(Stored data)
**********
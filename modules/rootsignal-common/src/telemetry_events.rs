//! Layer 3: Operational Telemetry — the system log.
//!
//! Every variant describes something the infrastructure did: scrapes, searches,
//! budget tracking, housekeeping. These events are useful for debugging and
//! monitoring but irrelevant to the world record or editorial decisions.

use serde::{Deserialize, Serialize};
use uuid::Uuid;

use rootsignal_world::Eventlike;

/// An operational telemetry event — infrastructure observations and housekeeping.
#[derive(Debug, Clone, Serialize, Deserialize)]
#[serde(tag = "type", rename_all = "snake_case")]
pub enum TelemetryEvent {
    UrlScraped {
        url: String,
        strategy: String,
        success: bool,
        content_bytes: usize,
    },

    FeedScraped {
        url: String,
        items: u32,
    },

    SocialScraped {
        platform: String,
        identifier: String,
        post_count: u32,
    },

    SocialTopicsSearched {
        platform: String,
        topics: Vec<String>,
        posts_found: u32,
    },

    SearchPerformed {
        query: String,
        provider: String,
        result_count: u32,
        canonical_key: String,
    },

    LlmExtractionCompleted {
        source_url: String,
        content_chars: usize,
        entities_extracted: u32,
        implied_queries: u32,
    },

    BudgetCheckpoint {
        spent_cents: u64,
        remaining_cents: u64,
    },

    BootstrapCompleted {
        sources_created: u64,
    },

    AgentWebSearched {
        provider: String,
        query: String,
        result_count: u32,
        title: String,
    },

    AgentPageRead {
        provider: String,
        url: String,
        content_chars: usize,
        title: String,
    },

    AgentFutureQuery {
        provider: String,
        query: String,
        title: String,
    },

    PinsRemoved {
        pin_ids: Vec<Uuid>,
    },

    DemandAggregated {
        created_task_ids: Vec<Uuid>,
        consumed_demand_ids: Vec<Uuid>,
    },
}

impl Eventlike for TelemetryEvent {
    fn event_type(&self) -> &'static str {
        match self {
            TelemetryEvent::UrlScraped { .. } => "url_scraped",
            TelemetryEvent::FeedScraped { .. } => "feed_scraped",
            TelemetryEvent::SocialScraped { .. } => "social_scraped",
            TelemetryEvent::SocialTopicsSearched { .. } => "social_topics_searched",
            TelemetryEvent::SearchPerformed { .. } => "search_performed",
            TelemetryEvent::LlmExtractionCompleted { .. } => "llm_extraction_completed",
            TelemetryEvent::BudgetCheckpoint { .. } => "budget_checkpoint",
            TelemetryEvent::BootstrapCompleted { .. } => "bootstrap_completed",
            TelemetryEvent::AgentWebSearched { .. } => "agent_web_searched",
            TelemetryEvent::AgentPageRead { .. } => "agent_page_read",
            TelemetryEvent::AgentFutureQuery { .. } => "agent_future_query",
            TelemetryEvent::PinsRemoved { .. } => "pins_removed",
            TelemetryEvent::DemandAggregated { .. } => "demand_aggregated",
        }
    }

    fn to_payload(&self) -> serde_json::Value {
        serde_json::to_value(self).expect("TelemetryEvent serialization should never fail")
    }
}

impl TelemetryEvent {
    /// Deserialize a telemetry event from a JSON payload.
    pub fn from_payload(payload: &serde_json::Value) -> Result<Self, serde_json::Error> {
        serde_json::from_value(payload.clone())
    }
}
**********
Task item ▸ Repeat the records above exactly as they appear.

Response below ▸
filename modules/rootsignal-common/src/telemetry_events.rs
//! Layer 3: Operational Telemetry — the system log.
//!
//! Every variant describes something the infrastructure did: scrapes, searches,
//! budget tracking, housekeeping. These events are useful for debugging and
//! monitoring but irrelevant to the world record or editorial decisions.

use serde::{Deserialize, Serialize};
use uuid::Uuid;

use rootsignal_world::Eventlike;

/// An operational telemetry event — infrastructure observations and housekeeping.
#[derive(Debug, Clone, Serialize, Deserialize)]
#[serde(tag = "type", rename_all = "snake_case")]
pub enum TelemetryEvent {
    UrlScraped {
        url: String,
        strategy: String,
        success: bool,
        content_bytes: usize,
    },

    FeedScraped {
        url: String,
        items: u32,
    },

    SocialScraped {
        platform: String,
        identifier: String,
        post_count: u32,
    },

    SocialTopicsSearched {
        platform: String,
        topics: Vec<String>,
        posts_found: u32,
    },

    SearchPerformed {
        query: String,
        provider: String,
        result_count: u32,
        canonical_key: String,
    },

    LlmExtractionCompleted {
        source_url: String,
        content_chars: usize,
        entities_extracted: u32,
        implied_queries: u32,
    },

    BudgetCheckpoint {
        spent_cents: u64,
        remaining_cents: u64,
    },

    BootstrapCompleted {
        sources_created: u64,
    },

    AgentWebSearched {
        provider: String,
        query: String,
        result_count: u32,
        title: String,
    },

    AgentPageRead {
        provider: String,
        url: String,
        content_chars: usize,
        title: String,
    },

    AgentFutureQuery {
        provider: String,
        query: String,
        title: String,
    },

    PinsRemoved {
        pin_ids: Vec<Uuid>,
    },

    DemandAggregated {
        created_task_ids: Vec<Uuid>,
        consumed_demand_ids: Vec<Uuid>,
    },
}

impl Eventlike for TelemetryEvent {
    fn event_type(&self) -> &'static str {
        match self {
            TelemetryEvent::UrlScraped { .. } => "url_scraped",
            TelemetryEvent::FeedScraped { .. } => "feed_scraped",
            TelemetryEvent::SocialScraped { .. } => "social_scraped",
            TelemetryEvent::SocialTopicsSearched { .. } => "social_topics_searched",
            TelemetryEvent::SearchPerformed { .. } => "search_performed",
            TelemetryEvent::LlmExtractionCompleted { .. } => "llm_extraction_completed",
            TelemetryEvent::BudgetCheckpoint { .. } => "budget_checkpoint",
            TelemetryEvent::BootstrapCompleted { .. } => "bootstrap_completed",
            TelemetryEvent::AgentWebSearched { .. } => "agent_web_searched",
            TelemetryEvent::AgentPageRead { .. } => "agent_page_read",
            TelemetryEvent::AgentFutureQuery { .. } => "agent_future_query",
            TelemetryEvent::PinsRemoved { .. } => "pins_removed",
            TelemetryEvent::DemandAggregated { .. } => "demand_aggregated",
        }
    }

    fn to_payload(&self) -> serde_json::Value {
        serde_json::to_value(self).expect("TelemetryEvent serialization should never fail")
    }
}

impl TelemetryEvent {
    /// Deserialize a telemetry event from a JSON payload.
    pub fn from_payload(payload: &serde_json::Value) -> Result<Self, serde_json::Error> {
        serde_json::from_value(payload.clone())
    }
}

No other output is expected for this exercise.